## What you are asked to do
Filter this material down to the lines that hold "Admins", copying each one.

## Data for analysis
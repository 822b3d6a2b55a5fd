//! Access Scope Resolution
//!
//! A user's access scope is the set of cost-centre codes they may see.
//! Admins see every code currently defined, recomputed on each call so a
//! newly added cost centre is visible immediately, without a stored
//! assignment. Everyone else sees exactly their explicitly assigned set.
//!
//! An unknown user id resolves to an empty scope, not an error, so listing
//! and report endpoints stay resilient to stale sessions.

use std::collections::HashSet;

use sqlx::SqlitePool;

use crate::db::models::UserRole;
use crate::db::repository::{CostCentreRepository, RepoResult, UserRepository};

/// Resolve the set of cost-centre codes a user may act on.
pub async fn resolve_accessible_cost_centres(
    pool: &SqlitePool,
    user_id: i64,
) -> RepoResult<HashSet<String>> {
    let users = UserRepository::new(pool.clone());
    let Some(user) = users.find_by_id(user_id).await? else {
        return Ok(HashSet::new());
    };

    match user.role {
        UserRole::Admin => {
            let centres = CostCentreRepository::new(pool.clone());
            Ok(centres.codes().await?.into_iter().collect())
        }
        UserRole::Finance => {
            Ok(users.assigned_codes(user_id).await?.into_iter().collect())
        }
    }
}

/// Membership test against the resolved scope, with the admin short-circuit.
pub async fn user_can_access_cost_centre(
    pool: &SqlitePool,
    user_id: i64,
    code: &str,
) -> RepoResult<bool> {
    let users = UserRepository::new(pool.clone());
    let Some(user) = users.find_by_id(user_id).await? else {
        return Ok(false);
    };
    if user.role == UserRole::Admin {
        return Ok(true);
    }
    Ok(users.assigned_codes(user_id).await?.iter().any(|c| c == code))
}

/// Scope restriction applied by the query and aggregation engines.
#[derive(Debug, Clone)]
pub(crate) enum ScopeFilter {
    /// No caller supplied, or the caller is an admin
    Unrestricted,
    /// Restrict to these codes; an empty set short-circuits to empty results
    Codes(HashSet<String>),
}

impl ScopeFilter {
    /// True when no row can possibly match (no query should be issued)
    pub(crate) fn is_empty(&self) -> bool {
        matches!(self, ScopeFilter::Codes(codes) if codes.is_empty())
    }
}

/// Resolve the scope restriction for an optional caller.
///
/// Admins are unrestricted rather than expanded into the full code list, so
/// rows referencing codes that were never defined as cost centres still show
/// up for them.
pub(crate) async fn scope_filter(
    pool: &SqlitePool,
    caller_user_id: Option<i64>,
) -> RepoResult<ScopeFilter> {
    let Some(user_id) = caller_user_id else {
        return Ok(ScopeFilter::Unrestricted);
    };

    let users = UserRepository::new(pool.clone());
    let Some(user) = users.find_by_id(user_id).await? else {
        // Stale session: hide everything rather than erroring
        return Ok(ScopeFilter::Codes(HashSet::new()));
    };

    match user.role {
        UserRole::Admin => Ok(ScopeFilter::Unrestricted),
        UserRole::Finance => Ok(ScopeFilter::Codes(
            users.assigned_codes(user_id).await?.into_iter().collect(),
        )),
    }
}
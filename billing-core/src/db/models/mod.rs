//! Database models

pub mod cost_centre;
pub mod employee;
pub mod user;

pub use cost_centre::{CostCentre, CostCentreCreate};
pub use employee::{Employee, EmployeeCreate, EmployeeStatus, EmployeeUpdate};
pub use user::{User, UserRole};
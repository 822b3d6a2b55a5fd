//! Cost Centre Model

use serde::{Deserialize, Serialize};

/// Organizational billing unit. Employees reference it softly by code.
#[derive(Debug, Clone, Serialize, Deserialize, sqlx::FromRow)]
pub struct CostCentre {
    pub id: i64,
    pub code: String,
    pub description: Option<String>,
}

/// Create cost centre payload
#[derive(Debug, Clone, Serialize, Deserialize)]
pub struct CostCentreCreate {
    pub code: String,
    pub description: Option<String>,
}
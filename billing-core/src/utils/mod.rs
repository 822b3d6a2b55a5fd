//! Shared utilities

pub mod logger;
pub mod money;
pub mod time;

## Solution to the exercise
//! Admins see every code currently defined, recomputed on each call so a
/// Admins are unrestricted rather than expanded into the full code list, so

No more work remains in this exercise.